Devani's attempt to use Deya's story to block extradition fails

Mastermind of Sh7.6 billion Triton scandal is wanted in Kenya to face fraud and corruption charges.

In Summary

• Devani tried to dismiss the assurance by the Kenyan government that his rights would not be violated in Kenyan prisons.

• But in their ruling dated May 7, 2020, the judges said that Devani the reasons brought forward were not satisfactory.

Devani
Devani

After more than 10 years in the courts, wanted tycoon Yagnesh Devani has lost his battle his to block extradition to Kenya.

This is after the Court of Appeal in London dismissed his last attempt to block deportation on human rights grounds.

Devani, the mastermind of the Sh7.6 billion Triton petroleum scandal, is wanted in Kenya to face fraud and corruption charges.

 
 

In his appeal, Devani tried to use a similar claim by 'miracle babies' televangelist Gilbert Deya that Kenyan prisons are deathtraps.

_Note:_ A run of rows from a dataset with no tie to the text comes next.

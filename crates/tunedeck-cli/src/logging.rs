//! Logging setup for the `tunedeck` binary.
//!
//! Everything passing the filter goes to a daily-rolling `tunedeck.log` in the
//! logs directory; the terminal only shows warnings and errors so it does not
//! interleave with command output.

use std::path::Path;
use tracing_appender::non_blocking::WorkerGuard;
use tracing_subscriber::filter::LevelFilter;
use tracing_subscriber::layer::SubscriberExt;
use tracing_subscriber::util::SubscriberInitExt;
use tracing_subscriber::{EnvFilter, Layer};

pub const LOG_FILE_PREFIX: &str = "tunedeck.log";

/// Installs the global subscriber.
///
/// `RUST_LOG` wins over `default_level`. Returns the file writer's guard, which
/// must stay alive until exit so buffered lines are flushed; `None` when the
/// logs directory is unavailable and only terminal logging is active.
pub fn init(default_level: &str, logs_dir: Option<&Path>) -> Option<WorkerGuard> {
    let filter = EnvFilter::try_from_default_env()
        .or_else(|_| EnvFilter::try_new(default_level))
        .unwrap_or_else(|_| EnvFilter::new("info"));

    let (file_layer, guard) = match logs_dir.and_then(file_writer) {
        Some((writer, guard)) => (
            Some(
                tracing_subscriber::fmt::layer()
                    .with_writer(writer)
                    .with_ansi(false),
            ),
            Some(guard),
        ),
        None => (None, None),
    };

    let terminal_layer = tracing_subscriber::fmt::layer()
        .with_writer(std::io::stderr)
        .with_target(false)
        .with_filter(LevelFilter::WARN);

    let installed = tracing_subscriber::registry()
        .with(filter)
        .with(terminal_layer)
        .with(file_layer)
        .try_init();
    if installed.is_err() {
        return None;
    }
    guard
}

fn file_writer(
    logs_dir: &Path,
) -> Option<(tracing_appender::non_blocking::NonBlocking, WorkerGuard)> {
    std::fs::create_dir_all(logs_dir).ok()?;
    let appender = tracing_appender::rolling::daily(logs_dir, LOG_FILE_PREFIX);
    Some(tracing_appender::non_blocking(appender))
}
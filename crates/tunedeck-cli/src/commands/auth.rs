use super::utils::value_or_prompt;
use anyhow::{Context, Result};
use colored::Colorize;
use tunedeck_application::MusicClient;

pub async fn login(client: &MusicClient, username: Option<String>, password: Option<String>) -> Result<()> {
    let username = value_or_prompt(username, "Username")?;
    let password = value_or_prompt(password, "Password")?;

    let user = client
        .login(&username, &password)
        .await
        .context("Login failed")?;

    println!("{} Logged in as {}", "✓".green(), user.username.bold());
    println!("  {} songs in your library", client.catalog().songs().len());
    Ok(())
}

pub async fn register(
    client: &MusicClient,
    username: Option<String>,
    email: Option<String>,
    password: Option<String>,
) -> Result<()> {
    let username = value_or_prompt(username, "Username")?;
    let email = value_or_prompt(email, "Email")?;
    let password = value_or_prompt(password, "Password")?;

    let user = client
        .register(&username, &email, &password)
        .await
        .context("Registration failed")?;

    println!("{} Registered and logged in as {}", "✓".green(), user.username.bold());
    Ok(())
}

pub async fn logout(client: &MusicClient) -> Result<()> {
    client.logout().await.context("Failed to clear session")?;
    println!("{} Logged out", "✓".green());
    Ok(())
}

pub async fn whoami(client: &MusicClient) -> Result<()> {
    match client.start().await.context("Failed to validate session")? {
        Some(user) => {
            println!("{}", user.username.bold());
            if let Some(email) = user.email {
                println!("  {}", email.dimmed());
            }
            println!("  {} songs in your library", client.catalog().songs().len());
        }
        None => println!("{}", "Not logged in".yellow()),
    }
    Ok(())
}
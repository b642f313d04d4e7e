//! Catalog Service
//!
//! Fetches the user's song list and keeps the last good copy in memory.

use crate::session::SessionHolder;
use std::sync::{Arc, PoisonError, RwLock};
use tunedeck_core::api::MusicApi;
use tunedeck_core::error::Result;
use tunedeck_core::song::Song;

/// The user's library as last fetched from the backend.
pub struct CatalogService {
    api: Arc<dyn MusicApi>,
    session: Arc<SessionHolder>,
    songs: RwLock<Vec<Song>>,
}

impl CatalogService {
    pub fn new(api: Arc<dyn MusicApi>, session: Arc<SessionHolder>) -> Self {
        Self {
            api,
            session,
            songs: RwLock::new(Vec::new()),
        }
    }

    /// Fetches the song list and replaces the cached one wholesale.
    ///
    /// Without a token this fails with `NotAuthenticated` before any request.
    /// On failure the previous list is kept; an auth rejection here does not
    /// end the session.
    pub async fn refresh(&self) -> Result<Vec<Song>> {
        let token = self.session.require_token().await?;

        let songs = self.api.list_songs(&token).await.inspect_err(|e| {
            tracing::warn!("Failed to refresh catalog: {}", e);
        })?;

        tracing::debug!(count = songs.len(), "Catalog refreshed");
        *self.songs.write().unwrap_or_else(PoisonError::into_inner) = songs.clone();
        Ok(songs)
    }

    pub fn songs(&self) -> Vec<Song> {
        self.songs
            .read()
            .unwrap_or_else(PoisonError::into_inner)
            .clone()
    }

    pub fn find(&self, song_id: &str) -> Option<Song> {
        self.songs
            .read()
            .unwrap_or_else(PoisonError::into_inner)
            .iter()
            .find(|s| s.id == song_id)
            .cloned()
    }

    /// Songs whose title, artist or album contains `term`, ignoring case.
    pub fn search(&self, term: &str) -> Vec<Song> {
        self.songs
            .read()
            .unwrap_or_else(PoisonError::into_inner)
            .iter()
            .filter(|s| s.matches(term))
            .cloned()
            .collect()
    }

    /// Forgets the cached list, e.g. after logout.
    pub fn clear(&self) {
        self.songs
            .write()
            .unwrap_or_else(PoisonError::into_inner)
            .clear();
    }
}
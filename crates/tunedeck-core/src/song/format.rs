//! Audio encodings offered by the stream endpoint.

use serde::{Deserialize, Serialize};
use strum::{AsRefStr, Display, EnumIter, EnumString};

/// Target format for `GET /api/songs/stream/{file_path}?format=..`.
///
/// The backend converts on the fly and rejects anything else with 400.
#[derive(
    Debug,
    Clone,
    Copy,
    PartialEq,
    Eq,
    Hash,
    Default,
    Serialize,
    Deserialize,
    Display,
    EnumString,
    AsRefStr,
    EnumIter,
)]
#[serde(rename_all = "lowercase")]
#[strum(serialize_all = "lowercase", ascii_case_insensitive)]
pub enum AudioFormat {
    #[default]
    Mp3,
    Wav,
}

impl AudioFormat {
    /// Query-string value and file extension.
    pub fn extension(&self) -> &'static str {
        match self {
            Self::Mp3 => "mp3",
            Self::Wav => "wav",
        }
    }

    /// Content type the backend serves this format with.
    pub fn mime_type(&self) -> &'static str {
        match self {
            Self::Mp3 => "audio/mpeg",
            Self::Wav => "audio/wav",
        }
    }
}
use anyhow::Result;
use colored::Colorize;
use std::path::Path;
use tunedeck_infrastructure::ConfigService;

pub fn show(config_service: &ConfigService, download_dir: &Path) -> Result<()> {
    let config = config_service.get_config()?;
    let paths = config_service.paths();

    println!("{}", "Configuration".bold());
    println!("  {:<22} {}", "config file", paths.config_file()?.display());
    println!("  {:<22} {}", "session file", paths.session_file()?.display());
    println!("  {:<22} {}", "logs", paths.logs_dir()?.display());
    println!();
    println!("  {:<22} {}", "api_base_url", config.base_url().cyan());
    println!("  {:<22} {}s", "request_timeout_secs", config.request_timeout_secs);
    println!("  {:<22} {}", "download_dir", download_dir.display());
    println!("  {:<22} {}", "log_level", config.log_level);
    println!("  {:<22} {}", "default_volume", config.default_volume);
    Ok(())
}
//! Configuration service implementation.
//!
//! Loads the client configuration from `config.toml` in the TuneDeck config
//! directory, creating the file with defaults on first run.

use crate::paths::TunedeckPaths;
use crate::storage::AtomicTomlFile;
use std::sync::{Arc, PoisonError, RwLock};
use tunedeck_core::config::ClientConfig;
use tunedeck_core::{Result, TunedeckError};

/// Environment variable that overrides `api_base_url`.
pub const API_URL_ENV: &str = "TUNEDECK_API_URL";

/// Configuration service that loads and caches the client configuration.
#[derive(Clone)]
pub struct ConfigService {
    /// Cached configuration loaded from file.
    /// Uses RwLock for thread-safe lazy loading.
    config: Arc<RwLock<Option<ClientConfig>>>,
    paths: TunedeckPaths,
}

impl ConfigService {
    /// Creates a new ConfigService.
    ///
    /// The configuration is loaded lazily on first access.
    pub fn new(paths: TunedeckPaths) -> Self {
        Self {
            config: Arc::new(RwLock::new(None)),
            paths,
        }
    }

    pub fn paths(&self) -> &TunedeckPaths {
        &self.paths
    }

    /// Gets the configuration, loading from file if not cached.
    ///
    /// Environment overrides are applied on top of the file contents and are
    /// never written back.
    pub fn get_config(&self) -> Result<ClientConfig> {
        {
            let read_lock = self.config.read().unwrap_or_else(PoisonError::into_inner);
            if let Some(ref cached) = *read_lock {
                return Ok(cached.clone());
            }
        }

        let mut loaded = self.load_or_create()?;
        if let Ok(url) = std::env::var(API_URL_ENV) {
            if !url.trim().is_empty() {
                loaded.api_base_url = url;
            }
        }
        validate(&loaded)?;

        {
            let mut write_lock = self.config.write().unwrap_or_else(PoisonError::into_inner);
            *write_lock = Some(loaded.clone());
        }

        Ok(loaded)
    }

    fn load_or_create(&self) -> Result<ClientConfig> {
        let path = self.paths.config_file()?;
        let file = AtomicTomlFile::<ClientConfig>::new(path.clone());

        let (config, created) = file.load_or_init(ClientConfig::default())?;
        if created {
            tracing::info!(path = %path.display(), "Created default config");
        }
        Ok(config)
    }
}

fn validate(config: &ClientConfig) -> Result<()> {
    let url = config.base_url();
    if !(url.starts_with("http://") || url.starts_with("https://")) {
        return Err(TunedeckError::config(format!(
            "api_base_url must be an http(s) URL, got '{}'",
            config.api_base_url
        )));
    }
    if !(0.0..=1.0).contains(&config.default_volume) {
        return Err(TunedeckError::config(format!(
            "default_volume must be within [0, 1], got {}",
            config.default_volume
        )));
    }
    Ok(())
}
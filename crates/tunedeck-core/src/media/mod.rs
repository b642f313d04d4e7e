//! Media domain module.
//!
//! Audio is played from fully buffered blobs. A blob is exposed through a
//! transient [`ObjectUrl`] that must be revoked once the media element using it
//! is gone.
//!
//! # Module Structure
//!
//! - `blob`: Transient resources (`ObjectUrl`, `MediaResource`, `BlobStore`)
//! - `backend`: The media element seam (`MediaBackend`, `MediaHandle`, `MediaEvent`)
//! - `playback`: Observable playback state (`PlaybackStatus`, `PlaybackSnapshot`)
//!
//! # Usage
//!
//! ```ignore
//! use tunedeck_core::media::{BlobStore, MediaBackend, PlaybackSnapshot};
//! ```

mod backend;
mod blob;
mod playback;

pub use backend::{MediaBackend, MediaEvent, MediaHandle};
pub use blob::{BlobStats, BlobStore, MediaResource, ObjectUrl};
pub use playback::{PlaybackSnapshot, PlaybackStatus};
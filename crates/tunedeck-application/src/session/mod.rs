//! Session management: the process-wide bearer token and its lifecycle.

mod holder;

pub use holder::SessionHolder;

Devani tried to dismiss the assurance by the Kenyan government that his rights would not be violated in Kenyan prisons.

But in their ruling dated May 7, 2020, the judges said that Devani the reasons brought forward were not satisfactory.

"In this case, specific assurances had been given by senior office holders in Kenya which were accepted by the Divisional Court. In considering this article 3 challenge a court should begin with the presumption that the Republic of Kenya was acting in good faith," the judges said.

Devani had also presented a witness statement by Deya's lawyer and also a news article of the pastor complaining of the conditions at Kamiti Prison.

He claimed that equivalent assurances were given in the case of Deya, and on the basis of which he had been extradited to Kenya, had been disregarded.

But the judges said; "Mr Deya was, to put it no higher, a witness whose reliability was highly questionable. To the extent that the report was based on statements by Mr Swaka, Mr Deya’s lawyer, he was a witness whose evidence had already been held by FTTJ Sullivan to be unreliable."

 

In the article titled “Insects keep on biting me, says Preacher Gilbert Deya at Kamiti prison”, the pastor accused the government of failing to honour a deal to keep him in a "self-contained cell".

"The article did not undermine the specific assurances given by the Kenyan officials. They are assurances which have been accepted in order to meet the respondent’s challenge that in extraditing Mr Devani his article 3 rights would be breached," the judges said.

In 2011 and 2013, Kenya made extradition requests in relation to serious allegations of fraud against Devani.

Devani challenged the requests but lost at the UK Magistrates Court in a decision that was delivered on September 3, 2014.

He appealed to the High Court and through a decision dated December 11, 2015, the judges dismissed his appeal.

Devani was a director of Triton Petroleum Limited. He is accused of engineering the release of the oil company’s stock of fuel from the Kenya Pipeline Company’s storage tanks without informing the financiers.